Tal tarefa é o mote que envolve “Tira meu Fôlego” – concebido e dirigido por Elisa Ohtake que também atua ao lado de Rodrigo Andreolli, Sheila Ribeiro, Raul Rachou, Cristian Duarte e Eduardo Fukushima.

Para provar suas respectivas paixões, o elenco se desdobra em solos, onde dançam ao som de hits românticos, correm, saltam, pedem ajuda, falam sobre seus sentimentos e descrevem as alterações físicas sofridas com as ações extravagantes feitas durante o processo de criação do trabalho.

A escolha em se provar apaixonado se intensifica na dramaturgia cênica através de uma questão embutida nas entrelinhas: que tipo de apatia abateu o cenário profissional das artes cênicas ao ponto de ser preciso voltar às emoções mais básicas como a paixão?

Essa é uma questão implícita para quem acompanha a produção de dança e já ouviu constantes reclamações sobre os resultados tidos como distanciados, ou mesmo, indiferentes ao público – o que alimenta um visível tédio que cada vez mais vem se tornando crônico e imunizante.
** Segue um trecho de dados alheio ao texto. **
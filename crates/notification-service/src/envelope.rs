//! 通知信封
//!
//! 一条通知从构建、发布到投递的全部状态都记录在信封里，
//! 投递历史随信封在管道中流转，不依赖独立的持久化存储。

use std::collections::BTreeMap;
use std::fmt;

use chrono::{DateTime, Utc};
use serde::{Deserialize, Serialize};

use crate::error::{NotificationError, Result};

// ---------------------------------------------------------------------------
// 分类枚举
// ---------------------------------------------------------------------------

/// 通知类型
#[derive(Debug, Clone, Copy, PartialEq, Eq, Hash, Serialize, Deserialize)]
#[serde(rename_all = "SCREAMING_SNAKE_CASE")]
pub enum NotificationType {
    WaitlistSpotAvailable,
    WaitlistPositionUpdate,
    WaitlistSpotExpired,
    BookingConfirmed,
    BookingCancelled,
    EventReminder,
    EventUpdated,
    EventCancelled,
}

impl NotificationType {
    pub const ALL: [NotificationType; 8] = [
        Self::WaitlistSpotAvailable,
        Self::WaitlistPositionUpdate,
        Self::WaitlistSpotExpired,
        Self::BookingConfirmed,
        Self::BookingCancelled,
        Self::EventReminder,
        Self::EventUpdated,
        Self::EventCancelled,
    ];

    pub fn as_str(&self) -> &'static str {
        match self {
            Self::WaitlistSpotAvailable => "WAITLIST_SPOT_AVAILABLE",
            Self::WaitlistPositionUpdate => "WAITLIST_POSITION_UPDATE",
            Self::WaitlistSpotExpired => "WAITLIST_SPOT_EXPIRED",
            Self::BookingConfirmed => "BOOKING_CONFIRMED",
            Self::BookingCancelled => "BOOKING_CANCELLED",
            Self::EventReminder => "EVENT_REMINDER",
            Self::EventUpdated => "EVENT_UPDATED",
            Self::EventCancelled => "EVENT_CANCELLED",
        }
    }

    /// 类型对应的默认优先级
    pub fn default_priority(&self) -> Priority {
        match self {
            Self::WaitlistPositionUpdate => Priority::Low,
            Self::WaitlistSpotExpired | Self::EventReminder | Self::EventUpdated => {
                Priority::Medium
            }
            Self::WaitlistSpotAvailable | Self::BookingConfirmed | Self::BookingCancelled => {
                Priority::High
            }
            Self::EventCancelled => Priority::Critical,
        }
    }

    /// 类型对应的默认渠道集合
    pub fn default_channels(&self) -> Vec<Channel> {
        match self {
            Self::WaitlistSpotAvailable => vec![Channel::Email, Channel::Sms],
            Self::EventReminder => vec![Channel::Email, Channel::Push],
            Self::EventCancelled => vec![Channel::Email, Channel::Sms, Channel::Push],
            _ => vec![Channel::Email],
        }
    }
}

impl fmt::Display for NotificationType {
    fn fmt(&self, f: &mut fmt::Formatter<'_>) -> fmt::Result {
        f.write_str(self.as_str())
    }
}

#[derive(Debug, Clone, Copy, PartialEq, Eq, Hash, PartialOrd, Ord, Serialize, Deserialize)]
#[serde(rename_all = "SCREAMING_SNAKE_CASE")]
pub enum Priority {
    Low,
    Medium,
    High,
    Critical,
}

impl Priority {
    pub fn as_str(&self) -> &'static str {
        match self {
            Self::Low => "LOW",
            Self::Medium => "MEDIUM",
            Self::High => "HIGH",
            Self::Critical => "CRITICAL",
        }
    }
}

impl fmt::Display for Priority {
    fn fmt(&self, f: &mut fmt::Formatter<'_>) -> fmt::Result {
        f.write_str(self.as_str())
    }
}

/// 投递渠道
#[derive(Debug, Clone, Copy, PartialEq, Eq, Hash, PartialOrd, Ord, Serialize, Deserialize)]
#[serde(rename_all = "SCREAMING_SNAKE_CASE")]
pub enum Channel {
    Email,
    Sms,
    Push,
}

impl Channel {
    /// 未指定渠道时注入的默认渠道
    pub const DEFAULT: Channel = Channel::Email;

    pub fn as_str(&self) -> &'static str {
        match self {
            Self::Email => "EMAIL",
            Self::Sms => "SMS",
            Self::Push => "PUSH",
        }
    }
}

impl fmt::Display for Channel {
    fn fmt(&self, f: &mut fmt::Formatter<'_>) -> fmt::Result {
        f.write_str(self.as_str())
    }
}

// ---------------------------------------------------------------------------
// 状态机
// ---------------------------------------------------------------------------

/// 通知状态
///
/// ```text
/// PENDING → QUEUED → SENDING → SENT → DELIVERED
///    │         │         ├──→ FAILED → EXPIRED
///    └─────────┴──→ FAILED └──→ PARTIALLY_DELIVERED
/// 任意非终态 → EXPIRED
/// ```
#[derive(Debug, Clone, Copy, PartialEq, Eq, Hash, Serialize, Deserialize)]
#[serde(rename_all = "SCREAMING_SNAKE_CASE")]
pub enum NotificationStatus {
    Pending,
    Queued,
    Sending,
    Sent,
    Delivered,
    Failed,
    PartiallyDelivered,
    Expired,
}

impl NotificationStatus {
    pub fn as_str(&self) -> &'static str {
        match self {
            Self::Pending => "PENDING",
            Self::Queued => "QUEUED",
            Self::Sending => "SENDING",
            Self::Sent => "SENT",
            Self::Delivered => "DELIVERED",
            Self::Failed => "FAILED",
            Self::PartiallyDelivered => "PARTIALLY_DELIVERED",
            Self::Expired => "EXPIRED",
        }
    }

    pub fn is_terminal(&self) -> bool {
        matches!(
            self,
            Self::Delivered | Self::Failed | Self::PartiallyDelivered | Self::Expired
        )
    }

    pub fn can_transition_to(&self, next: NotificationStatus) -> bool {
        use NotificationStatus::*;
        match (self, next) {
            (Pending, Queued | Failed) => true,
            (Queued, Sending | Failed) => true,
            (Sending, Sent | Failed | PartiallyDelivered) => true,
            (Sent, Delivered) => true,
            // 重试预算耗尽的失败信封再次到达时进入 EXPIRED
            (Failed, Expired) => true,
            (from, Expired) => !from.is_terminal(),
            _ => false,
        }
    }
}

impl fmt::Display for NotificationStatus {
    fn fmt(&self, f: &mut fmt::Formatter<'_>) -> fmt::Result {
        f.write_str(self.as_str())
    }
}

// ---------------------------------------------------------------------------
// 投递记录
// ---------------------------------------------------------------------------

#[derive(Debug, Clone, Copy, PartialEq, Eq, Serialize, Deserialize)]
#[serde(rename_all = "SCREAMING_SNAKE_CASE")]
pub enum AttemptOutcome {
    Delivered,
    Failed,
}

/// 单次渠道投递尝试
#[derive(Debug, Clone, PartialEq, Serialize, Deserialize)]
#[serde(rename_all = "camelCase")]
pub struct DeliveryAttempt {
    pub channel: Channel,
    pub attempted_at: DateTime<Utc>,
    pub outcome: AttemptOutcome,
    #[serde(default, skip_serializing_if = "Option::is_none")]
    pub error: Option<String>,
    /// 渠道返回的消息标识
    #[serde(default, skip_serializing_if = "Option::is_none")]
    pub message_id: Option<String>,
}

impl DeliveryAttempt {
    pub fn delivered(channel: Channel, message_id: impl Into<String>) -> Self {
        Self {
            channel,
            attempted_at: Utc::now(),
            outcome: AttemptOutcome::Delivered,
            error: None,
            message_id: Some(message_id.into()),
        }
    }

    pub fn failed(channel: Channel, error: impl Into<String>) -> Self {
        Self {
            channel,
            attempted_at: Utc::now(),
            outcome: AttemptOutcome::Failed,
            error: Some(error.into()),
            message_id: None,
        }
    }

    pub fn is_delivered(&self) -> bool {
        self.outcome == AttemptOutcome::Delivered
    }
}

// ---------------------------------------------------------------------------
// NotificationEnvelope
// ---------------------------------------------------------------------------

/// 通知信封
///
/// 通过 [`crate::builder::NotificationBuilder`] 构建。分区键是接收者 ID，
/// 构建后不再变化，同一接收者的通知因此严格按发布顺序被消费。
#[derive(Debug, Clone, PartialEq, Serialize, Deserialize)]
#[serde(rename_all = "camelCase")]
pub struct NotificationEnvelope {
    pub id: String,
    pub notification_type: NotificationType,
    pub priority: Priority,
    pub channels: Vec<Channel>,

    // 接收者
    pub user_id: String,
    pub email: String,
    #[serde(default, skip_serializing_if = "Option::is_none")]
    pub phone: Option<String>,
    #[serde(default, skip_serializing_if = "Option::is_none")]
    pub name: Option<String>,

    // 内容
    #[serde(default)]
    pub subject: String,
    #[serde(default, skip_serializing_if = "Option::is_none")]
    pub template_id: Option<String>,
    #[serde(default)]
    pub payload: BTreeMap<String, serde_json::Value>,

    // 业务上下文
    #[serde(default, skip_serializing_if = "Option::is_none")]
    pub event_id: Option<String>,
    #[serde(default, skip_serializing_if = "Option::is_none")]
    pub booking_id: Option<String>,
    #[serde(default, skip_serializing_if = "Option::is_none")]
    pub waitlist_entry_id: Option<String>,

    // 时间约束
    #[serde(default, skip_serializing_if = "Option::is_none")]
    pub scheduled_for: Option<DateTime<Utc>>,
    #[serde(default, skip_serializing_if = "Option::is_none")]
    pub expires_at: Option<DateTime<Utc>>,

    // 投递跟踪
    pub status: NotificationStatus,
    #[serde(default)]
    pub retry_count: u32,
    pub max_retries: u32,
    #[serde(default, skip_serializing_if = "Option::is_none")]
    pub last_error: Option<String>,
    #[serde(default)]
    pub attempts: Vec<DeliveryAttempt>,

    pub created_at: DateTime<Utc>,
    pub updated_at: DateTime<Utc>,
    #[serde(default, skip_serializing_if = "Option::is_none")]
    pub sent_at: Option<DateTime<Utc>>,
    #[serde(default, skip_serializing_if = "Option::is_none")]
    pub delivered_at: Option<DateTime<Utc>>,
}

impl NotificationEnvelope {
    /// 分区键
    pub fn partition_key(&self) -> &str {
        &self.user_id
    }

    /// 按状态机推进状态，非法流转返回错误且不修改信封
    pub fn transition(&mut self, next: NotificationStatus) -> Result<()> {
        if !self.status.can_transition_to(next) {
            return Err(NotificationError::InvalidTransition {
                from: self.status,
                to: next,
            });
        }

        let now = Utc::now();
        match next {
            NotificationStatus::Sent => self.sent_at = Some(now),
            NotificationStatus::Delivered => self.delivered_at = Some(now),
            _ => {}
        }
        self.status = next;
        self.updated_at = now;
        Ok(())
    }

    /// 标记为失败并记录原因
    pub fn mark_failed(&mut self, error: impl Into<String>) -> Result<()> {
        self.transition(NotificationStatus::Failed)?;
        self.last_error = Some(error.into());
        Ok(())
    }

    /// 渠道回执确认送达
    pub fn mark_delivered(&mut self) -> Result<()> {
        self.transition(NotificationStatus::Delivered)
    }

    pub fn is_expired_at(&self, now: DateTime<Utc>) -> bool {
        self.expires_at.is_some_and(|at| at <= now)
    }

    pub fn is_expired(&self) -> bool {
        self.is_expired_at(Utc::now())
    }

    /// 尚未到达计划发送时间
    pub fn is_scheduled_after(&self, now: DateTime<Utc>) -> bool {
        self.scheduled_for.is_some_and(|at| at > now)
    }

    pub fn retries_exhausted(&self) -> bool {
        self.retry_count >= self.max_retries
    }

    pub fn record_attempt(&mut self, attempt: DeliveryAttempt) {
        self.attempts.push(attempt);
        self.updated_at = Utc::now();
    }

    /// 某个渠道的投递记录
    pub fn attempts_for(&self, channel: Channel) -> impl Iterator<Item = &DeliveryAttempt> {
        self.attempts.iter().filter(move |a| a.channel == channel)
    }

    /// 逗号拼接的渠道列表，用于消息头
    pub fn channel_list(&self) -> String {
        self.channels
            .iter()
            .map(Channel::as_str)
            .collect::<Vec<_>>()
            .join(",")
    }

    /// 编码为规范 JSON
    pub fn encode(&self) -> Result<Vec<u8>> {
        Ok(serde_json::to_vec(self)?)
    }

    /// 解码后补齐渠道：外部写入的消息可能不带渠道列表
    pub fn decode(bytes: &[u8]) -> Result<Self> {
        let mut envelope: Self = serde_json::from_slice(bytes)?;
        if envelope.channels.is_empty() {
            envelope.channels.push(Channel::DEFAULT);
        }
        Ok(envelope)
    }
}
No início do espetáculo, escrito em letreiro luminoso, lê-se “Estudos sobre Vitalidade”. Frente a ele, todo o elenco realiza uma coreografia executada com o mínimo esforço e total desânimo declarado em suas expressões. A proposta é um espelhamento caricato de uma situação real na dança e se aproxima do que os bufões (ou bobos da corte) realizavam quando divertiam a plateia por seu tom cômico/exagerado ao mesmo tempo em que faziam críticas ao comportamento social.

Dessa forma engenhosa o espetáculo aborda a problemática do tédio e trata também das emoções capturadas pelo capitalismo que adapta as subjetividades ao mercado. Ao apresentar conhecidas formas de marketing da paixão diluídas em cenas ambíguas, exibem padrões de “como” é estar apaixonado não para apenas afirma-los, mas sim, bagunça-los em um desnudamento dos significados delimitados pela lógica do consumo.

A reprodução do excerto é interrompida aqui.